Shiv Sagar Guptaet al13 show that a significant association between COPD stage and SpO2. Inour study there is no significant difference of SPO2 between BODE groups, but significant difference between cases and controls were noted. This may be due to the fact that all cases were stable at the time these tests were done. More over SPO2 is useful at the time of exacerbation and patient status in terms of respiratory failure can be assessed with SPO2 measurements.

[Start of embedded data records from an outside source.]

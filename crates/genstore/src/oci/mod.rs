//! # OCI Content Model
//!
//! The subset of the OCI image and distribution specs needed to ship a
//! generator as a single-layer artifact.
//!
//! ## Layout
//!
//! - [`Descriptor`] / [`Manifest`]: the JSON documents.
//! - [`Target`]: anything content can be pushed to and fetched from.
//! - [`MemoryStore`]: in-process staging target.
//! - [`Repository`]: a remote registry repository.
//! - [`copy`]: moves a manifest and its blobs between targets.

pub mod copy;
pub mod digest;
pub mod memory;
pub mod remote;
pub mod target;

use std::collections::BTreeMap;

use serde::Deserialize;
use serde::Serialize;

use crate::error::Error;
use crate::error::Result;

pub use copy::copy;
pub use memory::MemoryStore;
pub use remote::Repository;
pub use target::Target;

/// Layer media type of generator bytecode.
pub const MEDIA_TYPE_WASM_LAYER: &str = "application/vnd.wasm.content.layer.v1+wasm";

/// Artifact type of a generator manifest.
pub const ARTIFACT_TYPE_GENERATOR: &str = "application/vnd.dawg.generator.v1";

pub const MEDIA_TYPE_IMAGE_MANIFEST: &str = "application/vnd.oci.image.manifest.v1+json";
pub const MEDIA_TYPE_DOCKER_MANIFEST: &str = "application/vnd.docker.distribution.manifest.v2+json";
pub const MEDIA_TYPE_IMAGE_INDEX: &str = "application/vnd.oci.image.index.v1+json";

/// Config media type for artifacts that carry no config.
pub const MEDIA_TYPE_EMPTY: &str = "application/vnd.oci.empty.v1+json";

/// The empty config blob: `{}`.
pub const EMPTY_CONTENT: &[u8] = b"{}";

/// A content-addressed pointer to a blob or manifest.
#[derive(Clone, Debug, PartialEq, Eq, Serialize, Deserialize)]
#[serde(rename_all = "camelCase")]
pub struct Descriptor {
    pub media_type: String,
    pub digest: String,
    pub size: u64,
    #[serde(default, skip_serializing_if = "Option::is_none")]
    pub artifact_type: Option<String>,
    #[serde(default, skip_serializing_if = "Option::is_none")]
    pub data: Option<String>,
    #[serde(default, skip_serializing_if = "Option::is_none")]
    pub annotations: Option<BTreeMap<String, String>>,
}

impl Descriptor {
    /// Describes `content` under `media_type`.
    pub fn from_content(media_type: &str, content: &[u8]) -> Self {
        Self {
            media_type: media_type.to_string(),
            digest: digest::sha256(content),
            size: content.len() as u64,
            artifact_type: None,
            data: None,
            annotations: None,
        }
    }

    /// Descriptor of [`EMPTY_CONTENT`], with the content inlined.
    pub fn empty_config() -> Self {
        Self {
            // base64 of `{}`
            data: Some("e30=".to_string()),
            ..Self::from_content(MEDIA_TYPE_EMPTY, EMPTY_CONTENT)
        }
    }

    pub fn is_manifest(&self) -> bool {
        is_manifest(&self.media_type)
    }
}

/// An OCI image manifest (also accepted in its docker v2 spelling).
#[derive(Clone, Debug, PartialEq, Eq, Serialize, Deserialize)]
#[serde(rename_all = "camelCase")]
pub struct Manifest {
    pub schema_version: u32,
    #[serde(default, skip_serializing_if = "Option::is_none")]
    pub media_type: Option<String>,
    #[serde(default, skip_serializing_if = "Option::is_none")]
    pub artifact_type: Option<String>,
    pub config: Descriptor,
    #[serde(default)]
    pub layers: Vec<Descriptor>,
    #[serde(default, skip_serializing_if = "Option::is_none")]
    pub subject: Option<Descriptor>,
    #[serde(default, skip_serializing_if = "Option::is_none")]
    pub annotations: Option<BTreeMap<String, String>>,
}

impl Manifest {
    /// An artifact manifest in the OCI 1.1 style: empty config, `artifactType` set.
    pub fn artifact(artifact_type: &str, layers: Vec<Descriptor>) -> Self {
        Self {
            schema_version: 2,
            media_type: Some(MEDIA_TYPE_IMAGE_MANIFEST.to_string()),
            artifact_type: Some(artifact_type.to_string()),
            config: Descriptor::empty_config(),
            layers,
            subject: None,
            annotations: None,
        }
    }

    /// Serializes the manifest and describes the resulting bytes.
    pub fn encode(&self) -> Result<(Descriptor, Vec<u8>)> {
        let content = serde_json::to_vec(self)?;
        let mut desc = Descriptor::from_content(MEDIA_TYPE_IMAGE_MANIFEST, &content);
        desc.artifact_type = self.artifact_type.clone();
        Ok((desc, content))
    }
}

pub fn is_manifest(media_type: &str) -> bool {
    matches!(
        media_type,
        MEDIA_TYPE_IMAGE_MANIFEST | MEDIA_TYPE_DOCKER_MANIFEST | MEDIA_TYPE_IMAGE_INDEX
    )
}

/// Direct children of a node in the content graph.
///
/// Blobs have none; a manifest's children are its config, layers and subject.
pub fn successors(desc: &Descriptor, content: &[u8]) -> Result<Vec<Descriptor>> {
    match desc.media_type.as_str() {
        MEDIA_TYPE_IMAGE_MANIFEST | MEDIA_TYPE_DOCKER_MANIFEST => {
            let manifest: Manifest = serde_json::from_slice(content)?;
            let mut nodes = Vec::with_capacity(manifest.layers.len() + 2);
            nodes.push(manifest.config);
            nodes.extend(manifest.layers);
            nodes.extend(manifest.subject);
            Ok(nodes)
        }
        MEDIA_TYPE_IMAGE_INDEX => Err(Error::UnsupportedMediaType(desc.media_type.clone())),
        _ => Ok(Vec::new()),
    }
}

/// Packs a manifest over `layers` into `target`, pushing the empty config if
/// needed. The layers must already be in `target`.
pub async fn pack<T: Target + ?Sized>(
    target: &T,
    artifact_type: &str,
    layers: Vec<Descriptor>,
) -> Result<Descriptor> {
    let config = Descriptor::empty_config();
    if !target.exists(&config).await? {
        target.push(&config, EMPTY_CONTENT.to_vec()).await?;
    }

    let (desc, content) = Manifest::artifact(artifact_type, layers).encode()?;
    target.push(&desc, content).await?;
    Ok(desc)
}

In this study FEV1 levels of BODE score in severe COPD group correlates well. But there is not much of significant difference between mild and moderate groups. Vestbo et al14 found a mean decline in FEV1 of 33±2 ml per year in patients with COPD. Huib A M Kerstjens et al15 show that there is a steady decline in FEV1 with increasing age (40-50ml per year), which is accelerated by smoking (15ml more than non-smokers per year). The FEV1 is essential for the diagnosis and quantification of the respiratory impairment resulting from COPD.2 In addition, the rate of decline in FEV1 is a good marker of disease progression and mortality. However, the FEV1 does not adequately reflect all the systemic manifestations of the disease.

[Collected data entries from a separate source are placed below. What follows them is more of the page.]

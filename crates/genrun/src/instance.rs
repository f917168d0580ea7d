//! # Module Instance
//!
//! One instantiated generator together with the store that owns it. An
//! instance serves exactly one execution and is dropped afterwards; nothing
//! is pooled or reused.

use tracing::debug;
use wasmtime::Engine;
use wasmtime::Extern;
use wasmtime::ExternType;
use wasmtime::Instance;
use wasmtime::Linker;
use wasmtime::Memory;
use wasmtime::Module;
use wasmtime::Store;
use wasmtime::TypedFunc;
use wasmtime::WasmParams;
use wasmtime::WasmResults;
use wasmtime_wasi::I32Exit;

use crate::context::GuestCtx;
use crate::error::Error;
use crate::error::Result;

/// Exported linear memory every generator must provide.
pub const MEMORY: &str = "memory";

/// Start-up exports, tried in order. At most one is run.
const STARTUP: [&str; 2] = ["_initialize", "_start"];

pub struct ModuleInstance {
    store: Store<GuestCtx>,
    instance: Instance,
    memory: Memory,
}

impl ModuleInstance {
    /// Instantiates `module`, runs its start-up export and locates its memory.
    ///
    /// Reactors export `_initialize`, commands export `_start`. A command
    /// that finishes with `proc_exit(0)` has started cleanly.
    pub async fn instantiate(
        engine: &Engine,
        linker: &Linker<GuestCtx>,
        module: &Module,
        ctx: GuestCtx,
    ) -> Result<Self> {
        let mut store = Store::new(engine, ctx);
        store.limiter(|ctx| &mut ctx.limits);
        store.set_epoch_deadline(1);
        store.epoch_deadline_async_yield_and_update(1);

        let instance = linker
            .instantiate_async(&mut store, module)
            .await
            .map_err(Error::InstantiationFailed)?;

        start(&mut store, &instance).await?;

        let memory = instance
            .get_memory(&mut store, MEMORY)
            .ok_or_else(|| Error::UnexportedSymbol(MEMORY.to_string()))?;

        Ok(Self {
            store,
            instance,
            memory,
        })
    }

    /// Looks up an exported function with the expected signature.
    pub fn typed_func<P, R>(&mut self, name: &str) -> Result<TypedFunc<P, R>>
    where
        P: WasmParams,
        R: WasmResults,
    {
        match self.instance.get_export(&mut self.store, name) {
            None => Err(Error::UnexportedSymbol(name.to_string())),
            Some(Extern::Func(func)) => {
                func.typed::<P, R>(&self.store)
                    .map_err(|e| Error::UnexpectedSignature {
                        name: name.to_string(),
                        detail: format!("{:#}", e),
                    })
            }
            Some(_) => Err(Error::UnexpectedSignature {
                name: name.to_string(),
                detail: "export is not a function".to_string(),
            }),
        }
    }

    /// Copies `data` into guest memory at `ptr`.
    pub fn write(&mut self, ptr: u32, data: &[u8]) -> Result<()> {
        self.memory
            .write(&mut self.store, ptr as usize, data)
            .map_err(|_| Error::MemoryWriteFailed {
                ptr,
                len: data.len(),
            })
    }

    /// Copies `len` bytes of guest memory starting at `ptr`.
    pub fn read(&self, ptr: u32, len: u32) -> Result<Vec<u8>> {
        let data = self.memory.data(&self.store);
        let start = ptr as usize;
        start
            .checked_add(len as usize)
            .and_then(|end| data.get(start..end))
            .map(<[u8]>::to_vec)
            .ok_or(Error::MemoryReadFailed { ptr, len })
    }

    pub fn instance(&self) -> &Instance {
        &self.instance
    }

    pub fn store_mut(&mut self) -> &mut Store<GuestCtx> {
        &mut self.store
    }
}

/// Checks that `module` exports [`MEMORY`] and every function in `functions`.
///
/// Runs against the compiled module, so nothing in the guest has executed
/// when a missing export is reported.
pub fn check_exports(module: &Module, functions: &[&str]) -> Result<()> {
    match module.get_export(MEMORY) {
        Some(ExternType::Memory(_)) => {}
        Some(_) => {
            return Err(Error::UnexpectedSignature {
                name: MEMORY.to_string(),
                detail: "export is not a memory".to_string(),
            });
        }
        None => return Err(Error::UnexportedSymbol(MEMORY.to_string())),
    }

    for &name in functions {
        match module.get_export(name) {
            Some(ExternType::Func(_)) => {}
            Some(_) => {
                return Err(Error::UnexpectedSignature {
                    name: name.to_string(),
                    detail: "export is not a function".to_string(),
                });
            }
            None => return Err(Error::UnexportedSymbol(name.to_string())),
        }
    }
    Ok(())
}

async fn start(store: &mut Store<GuestCtx>, instance: &Instance) -> Result<()> {
    for name in STARTUP {
        let Some(export) = instance.get_export(&mut *store, name) else {
            continue;
        };
        let func = match export {
            Extern::Func(func) => func.typed::<(), ()>(&*store).map_err(|e| {
                Error::UnexpectedSignature {
                    name: name.to_string(),
                    detail: format!("{:#}", e),
                }
            })?,
            _ => {
                return Err(Error::UnexpectedSignature {
                    name: name.to_string(),
                    detail: "export is not a function".to_string(),
                });
            }
        };

        debug!(export = name, "running start-up");
        return match func.call_async(&mut *store, ()).await {
            Ok(()) => Ok(()),
            Err(e) => match e.downcast_ref::<I32Exit>() {
                Some(I32Exit(0)) => Ok(()),
                _ => Err(Error::InstantiationFailed(e)),
            },
        };
    }
    Ok(())
}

BODE index is useful because it encompasses one domain that quantifies the degree of pulmonary impairment (FEV1), one that captures the patient’s perception of symptoms (The MMRC dyspnea scale), and two independent domains (The distance walked in six minutes and the body-mass index) that express the systemic consequences of COPD.
Besides its excellent predictive power with regard to outcome, the BODE index is simple to calculate and requires no special equipment. This makes it a practical tool with potential widespread applicability.
de Torres JP et al show16 that the BODE index had a better survival prediction than the ABCD GOLD categories.
A multiple component staging system combining FEV1, 6-min walking distance, dyspnea scored with the MMRC scale, and SPO2 was reported to better describe health-care resources utilization among COPD patients in different geographic areas than other international COPD classification systems suggested by (ATS, British Thoracic Society, and GOLD etc.). The BODE index was also reported to be a much better predictor of the severity in COPD acute exacerbations than FEV1.
Admission to the hospital and heavy use of health-care resources is a common feature of COPD. A clinical implication of the present study is that the BODE scoring system may prove to be helpful in health-care resource allocation and in guiding therapy for individual patients by segregating patients with respect to severity of COPD in the future. This multistage scoring system, which incorporates variables that can be evaluated easily in any office setting, should not be difficult or costly to implement routinely. The findings of the present study are in support of the usefulness of the BODE index as an assessment tool for COPD patients in providing useful prognostic information of survival and hospitalization.
LIMITATIONS OF THE STUDY:
- The study was a hospital based study and may be limited in its application to general population.
- The size of sample is very small, and to be representative of general population, further studies with a larger or a wider sample may be needed.
- As female patients were excluded, this study was limited for application to male population only.